After a rather cold night (-12ºC inside the tent) we got a glorious day with very bright skies. Ciprian and I went to explore the Rongbuk Glacier up to about 5400 m just before Yak Camp, which seems now more commonly referred to as Japanese Camp. We got a brilliant view on Everest and the flanking peaks. However we had to rush back for the puja ceremony. The ceremony turned into a jolly party with (too) much beer and whiskey for some of the sherpas. After lunch the day turned, due to the unusual warm weather, into a lazy Sunday afternoon.
This morning (Thursday) we left for EBC, at Tingri the roads end and I know now the real use of a 4WD… The 75 kn to EBC took about 3 h. We had a spectacular view on Cho Oyu (8200+m) which rose majestically at the horizon. At EBC, I was warm-heartily welcomed by Landuk, who was also the EBC chef in 2012 and he remembered my preference for coffee and fries… Since Namgya was early we have a fantastic site. At the end of the day the skies opened up and we could see our goal at some 16 km distance….
Today (Friday) Ciprian and I climbed with Nima the other climbing sherpa, a nearby mountain to acclimatise. We did very well as we passed all groups that had left before us and reached 5775 m as firsts. The winds are terribly strong. Last night it froze some 10 degrees inside our tent but today is much colder and this afternoon we had fresh snow.
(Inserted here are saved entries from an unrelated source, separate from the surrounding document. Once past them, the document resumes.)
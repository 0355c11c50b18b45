// SPDX-License-Identifier: PolyForm-Noncommercial-1.0.0
// Copyright (c) 2025 Sylvex. All rights reserved.

//! Secure channel management.
//!
//! A [`Channel`] wraps one transport connection with an issued security
//! token. It is replaced on every reconnection; nothing survives across
//! channels except what the session and subscription layers keep.
//!
//! Loss detection is single-shot: the first transport close or error, or the
//! first [`Channel::report_failure`] from the keep-alive or publish paths,
//! yields exactly one [`ChannelLost`] on the manager's loss receiver. An
//! intentional [`SecureChannelManager::close`] never yields one.

use std::fmt;
use std::sync::atomic::{AtomicBool, AtomicU32, AtomicU64, Ordering};
use std::sync::Arc;
use std::time::Duration;

use parking_lot::Mutex;
use tokio::sync::mpsc;
use tokio::time::Instant;
use tokio_util::sync::CancellationToken;
use tracing::{debug, info, warn};

use crate::config::ClientConfig;
use crate::error::{ConnectionError, ServiceError, UaError, UaResult};
use crate::transport::{
    AuthenticationToken, HelloParameters, OpenSecureChannelRequest, RequestHeader,
    SecureChannelToken, SecurityTokenRequestType, ServiceRequest, ServiceResponse,
    TransportConnection, TransportEvent, UaTransport, PROTOCOL_VERSION,
};
use crate::types::{EndpointUrl, SecurityMode, SecurityPolicy};

/// Fraction of the token lifetime after which the token is renewed.
const RENEWAL_FRACTION: f64 = 0.75;

// =============================================================================
// ChannelLost
// =============================================================================

/// Notification that a channel died.
#[derive(Debug, Clone, PartialEq, Eq)]
pub struct ChannelLost {
    /// Server channel id.
    pub channel_id: u32,
    /// Local epoch of the lost channel.
    pub epoch: u64,
    /// What was observed.
    pub reason: String,
}

impl fmt::Display for ChannelLost {
    fn fmt(&self, f: &mut fmt::Formatter<'_>) -> fmt::Result {
        write!(f, "channel {} lost: {}", self.channel_id, self.reason)
    }
}

// =============================================================================
// Channel
// =============================================================================

/// An open secure channel.
pub struct Channel {
    epoch: u64,
    endpoint: EndpointUrl,
    connection: Arc<dyn TransportConnection>,
    protocol_version: u32,
    security_mode: SecurityMode,
    security_policy: SecurityPolicy,
    token: Mutex<SecureChannelToken>,
    token_issued_at: Mutex<Instant>,
    created_at: Instant,
    request_handle: AtomicU32,
    lost: AtomicBool,
    shutdown: CancellationToken,
    loss_tx: mpsc::UnboundedSender<ChannelLost>,
}

impl Channel {
    /// Returns the local epoch. Strictly increasing per manager.
    #[inline]
    pub fn epoch(&self) -> u64 {
        self.epoch
    }

    /// Returns the server channel id.
    pub fn channel_id(&self) -> u32 {
        self.token.lock().channel_id
    }

    /// Returns a copy of the current token.
    pub fn token(&self) -> SecureChannelToken {
        self.token.lock().clone()
    }

    /// Returns the endpoint this channel is connected to.
    pub fn endpoint(&self) -> &EndpointUrl {
        &self.endpoint
    }

    /// Returns the protocol version negotiated in the Hello/Acknowledge exchange.
    pub fn protocol_version(&self) -> u32 {
        self.protocol_version
    }

    /// Returns the security mode.
    pub fn security_mode(&self) -> SecurityMode {
        self.security_mode
    }

    /// Returns the security policy.
    pub fn security_policy(&self) -> SecurityPolicy {
        self.security_policy
    }

    /// Returns when the channel was opened.
    pub fn created_at(&self) -> Instant {
        self.created_at
    }

    /// Returns `true` once the channel was lost or closed.
    #[inline]
    pub fn is_lost(&self) -> bool {
        self.lost.load(Ordering::Acquire)
    }

    /// Sends one service request bounded by `timeout`.
    ///
    /// A timeout or transport failure does not by itself mark the channel
    /// as lost; callers decide through [`report_failure`](Self::report_failure).
    pub async fn call(
        &self,
        authentication_token: Option<AuthenticationToken>,
        request: ServiceRequest,
        timeout: Duration,
    ) -> UaResult<ServiceResponse> {
        if self.is_lost() {
            return Err(UaError::connection(ConnectionError::closed(Some(
                "secure channel is closed".to_string(),
            ))));
        }

        let service = request.name();
        let header = RequestHeader {
            authentication_token,
            request_handle: self.request_handle.fetch_add(1, Ordering::Relaxed) + 1,
            timeout_hint: timeout,
        };

        match tokio::time::timeout(timeout, self.connection.send(header, request)).await {
            Ok(result) => result,
            Err(_) => Err(UaError::request_timeout(service, timeout)),
        }
    }

    /// Marks the channel as failed. The first call per channel emits a
    /// [`ChannelLost`] and closes the transport; later calls do nothing.
    pub fn report_failure(&self, reason: impl Into<String>) {
        if self
            .lost
            .compare_exchange(false, true, Ordering::AcqRel, Ordering::Acquire)
            .is_err()
        {
            return;
        }

        let lost = ChannelLost {
            channel_id: self.channel_id(),
            epoch: self.epoch,
            reason: reason.into(),
        };
        warn!(channel_id = lost.channel_id, epoch = lost.epoch, reason = %lost.reason, "Secure channel lost");

        self.shutdown.cancel();
        let connection = Arc::clone(&self.connection);
        tokio::spawn(async move { connection.close().await });

        // The receiver may be gone when the client is shutting down.
        let _ = self.loss_tx.send(lost);
    }

    /// Closes the channel without reporting a loss.
    async fn close(&self) {
        if self
            .lost
            .compare_exchange(false, true, Ordering::AcqRel, Ordering::Acquire)
            .is_ok()
        {
            self.shutdown.cancel();
            self.connection.close().await;
            debug!(epoch = self.epoch, "Secure channel closed");
        }
    }

    fn renewal_due(&self, now: Instant) -> bool {
        let lifetime = self.token.lock().revised_lifetime;
        let issued = *self.token_issued_at.lock();
        now.duration_since(issued) >= lifetime.mul_f64(RENEWAL_FRACTION)
    }
}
We are very close to Everest base camp now. Hopefully we will reach it tomorrow. Today we went from Shigatse all the way to Tingri, only some 250 km but it took us more than 8 h. First we were stuck in a colonne of the Chinese army, some 50 trucks that drove slowly but would not let you pass. Then we got into the higher parts with high passes which don’t allow a very high speed. At the highest pass (5200 m) Ciprian and I decided to climb to the top of the mountain aligning the pass (~5380 m) to acclimatise which went quite smoothly. After that we had only to drove down. We got to a military check point which we believed to be the last before Tingri but in the next village there was another police check point. We had been speeding according to the officer since we arrived there 29 min too early. We had to wait these 29 min before we could go on.A little later we arrived in Tingri, we could see Cho Oyu on the way. We stay in the best lodge in town: the Ha Hoo hotel. The bed looks like half a dozen people have slept under the same sheets, there are no showers nor warm water. I wished I was already in base camp…
Yesterday we left Lhasa for Gyantse. Only 265 km but still taking us more than 7 h due to the many high passes we had to cross (between 4700 and 5100 m), the partially bad roads and the numerous police controls. The road is a tourist attraction due to its stunning sights.
At Kambala pass I gave in and hugged a Tibetan Mastiff dog whilst holding a goat kid.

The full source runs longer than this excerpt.